4. thanks guys, i will give that a try. am i correct that in general, the bit order is usually in big endian although small endian is also possibile?

cheers

CHUN

5. x86 processors are little endian. I'm not exactly sure what the demography of computers is in the world, but x86 processors are pretty abundant.

6. Originally Posted by itsme86
x86 processors are little endian. I'm not exactly sure what the demography of computers is in the world, but x86 processors are pretty abundant.
It is correct!
For example, a 32-bit integer value like 0x12345678 spans four 8-bit bytes. Intel x86 machines use the 'little-endian' order, which means the least significant byte is stored first. So the value 0x12345678 would be stored as the byte sequence 0x78, 0x56, 0x34, 0x12. Most machines that don't use little-endian use big-endian, which is exactly the opposite: the most significant byte is stored first. The same value would then be stored as 0x12, 0x34, 0x56, 0x78. Because protocol data can be transferred between machines with different byte ordering, a standard is needed to prevent the machines from interpreting the data the wrong way.
So when dealing with networks we're talking about network byte order:

network byte ordering
Because protocols like TCP/IP have to work between different type of systems with different type of byte ordering, the standard is that values are stored in big-endian format, also called network byte order. For example, a port number (which is a 16-bit number) like 12345 (0x3039) is stored with its most significant byte first (ie. first 0x30, then 0x39).

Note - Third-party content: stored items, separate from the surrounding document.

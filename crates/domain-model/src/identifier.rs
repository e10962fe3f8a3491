use serde::{Deserialize, Deserializer, Serialize};
use smol_str::SmolStr;
use std::str::FromStr;

#[derive(Debug, thiserror::Error)]
#[error("{0} is not a valid identifier")]
pub struct InvalidIdentifier(pub String);

/// A validated domain-model identifier. Identifiers share the GraphQL name
/// grammar so that every type and field name in the model can be carried into
/// the generated schema without further mangling.
#[derive(
    Serialize, Clone, Debug, PartialEq, Eq, PartialOrd, Ord, Hash, derive_more::Display,
)]
pub struct Identifier(SmolStr);

impl Identifier {
    pub fn new(s: &str) -> Result<Identifier, InvalidIdentifier> {
        Identifier::from_str(s)
    }

    pub fn as_str(&self) -> &str {
        self.0.as_str()
    }
}

impl FromStr for Identifier {
    type Err = InvalidIdentifier;
    fn from_str(s: &str) -> Result<Self, Self::Err> {
        if is_valid_identifier(s) {
            Ok(Identifier(SmolStr::new(s)))
        } else {
            Err(InvalidIdentifier(s.into()))
        }
    }
}

impl<'de> Deserialize<'de> for Identifier {
    fn deserialize<D>(deserializer: D) -> Result<Self, D::Error>
    where
        D: Deserializer<'de>,
    {
        let s = String::deserialize(deserializer)?;
        Identifier::from_str(&s).map_err(serde::de::Error::custom)
    }
}

fn is_valid_identifier(text: &str) -> bool {
    let mut chars = text.chars();
    match chars.next() {
        Some(first) if first == '_' || first.is_ascii_alphabetic() => {
            chars.all(|c| c == '_' || c.is_ascii_alphanumeric())
        }
        _ => false,
    }
}

#[cfg(test)]
mod tests {
    use super::Identifier;

    #[test]
    fn test_identifier_validation() -> anyhow::Result<()> {
        let identifier: Identifier = serde_json::from_str("\"Movie\"")?;
        assert_eq!(identifier.as_str(), "Movie");

        let identifier: Identifier = serde_json::from_str("\"_internal_1\"")?;
        assert_eq!(identifier.as_str(), "_internal_1");

        let identifier: Result<Identifier, _> = serde_json::from_str("\"1movie\"");
        assert!(identifier.is_err());

        let identifier: Result<Identifier, _> = serde_json::from_str("\"movie title\"");
        assert!(identifier.is_err());

        let identifier: Result<Identifier, _> = serde_json::from_str("\"\"");
        assert!(identifier.is_err());

        Ok(())
    }
}
//! The subscription root: created/updated/deleted events per node type. The
//! engine only decides what the event filter looks like; when and whether
//! events fire is owned by the change-data-capture subsystem.

use std::collections::{BTreeMap, BTreeSet};

use graphql_ir::ast;
use graphql_ir::schema as gql_schema;
use graphql_ir::schema::{DeprecationStatus, InputField};
use graphql_ir::mk_name;

use crate::types::{
    lower_camel, Annotation, EventKind, InputAnnotation, OutputAnnotation, RootFieldAnnotation,
    TypeId,
};
use crate::{mk_field_name, Engine, Error};

pub fn subscription_root_schema(
    engine: &Engine,
    builder: &mut gql_schema::Builder<Engine>,
) -> Result<gql_schema::TypeInfo<Engine>, Error> {
    let mut fields = BTreeMap::new();

    for type_name in engine.model.node_types.keys() {
        let stem = lower_camel(type_name.as_str());
        let output = builder.register_type(TypeId::output_type(type_name)?);
        let subscription_where =
            builder.register_type(TypeId::subscription_where_input(type_name)?);

        for (suffix, event) in [
            ("Created", EventKind::Created),
            ("Updated", EventKind::Updated),
            ("Deleted", EventKind::Deleted),
        ] {
            let name = mk_field_name(&format!("{stem}{suffix}"))?;
            let mut arguments = BTreeMap::new();
            let where_name = mk_name!("where");
            arguments.insert(
                where_name.clone(),
                InputField::new(
                    where_name,
                    None,
                    Annotation::Input(InputAnnotation::WhereArgument),
                    ast::TypeContainer::named_null(subscription_where.clone()),
                    None,
                    DeprecationStatus::NotDeprecated,
                ),
            );
            fields.insert(
                name.clone(),
                gql_schema::Field::new(
                    name,
                    None,
                    Annotation::Output(OutputAnnotation::RootField(RootFieldAnnotation::Event {
                        type_name: type_name.clone(),
                        event,
                    })),
                    ast::TypeContainer::named_non_null(output.clone()),
                    arguments,
                    DeprecationStatus::NotDeprecated,
                ),
            );
        }
    }

    Ok(gql_schema::TypeInfo::Object(gql_schema::Object::new(
        TypeId::SubscriptionRoot.to_type_name(),
        None,
        fields,
        BTreeSet::new(),
    )))
}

A 32-bit IP address is stored in the same way, each part of the IP number is stored in one byte, and the first part is stored in the first byte. For example, 216.239.51.100 is stored as the byte sequence '216,239,51,100', in that order.

Hope this helps!

7. am i correct that in general, the bit order is usually in big endian although small endian is also possibile?
big endian and little endian refer to the byte order, not the bit order.

8. ok, so big/little endian refers to byte level only, not at bit level.

thanks

cheers

CHUN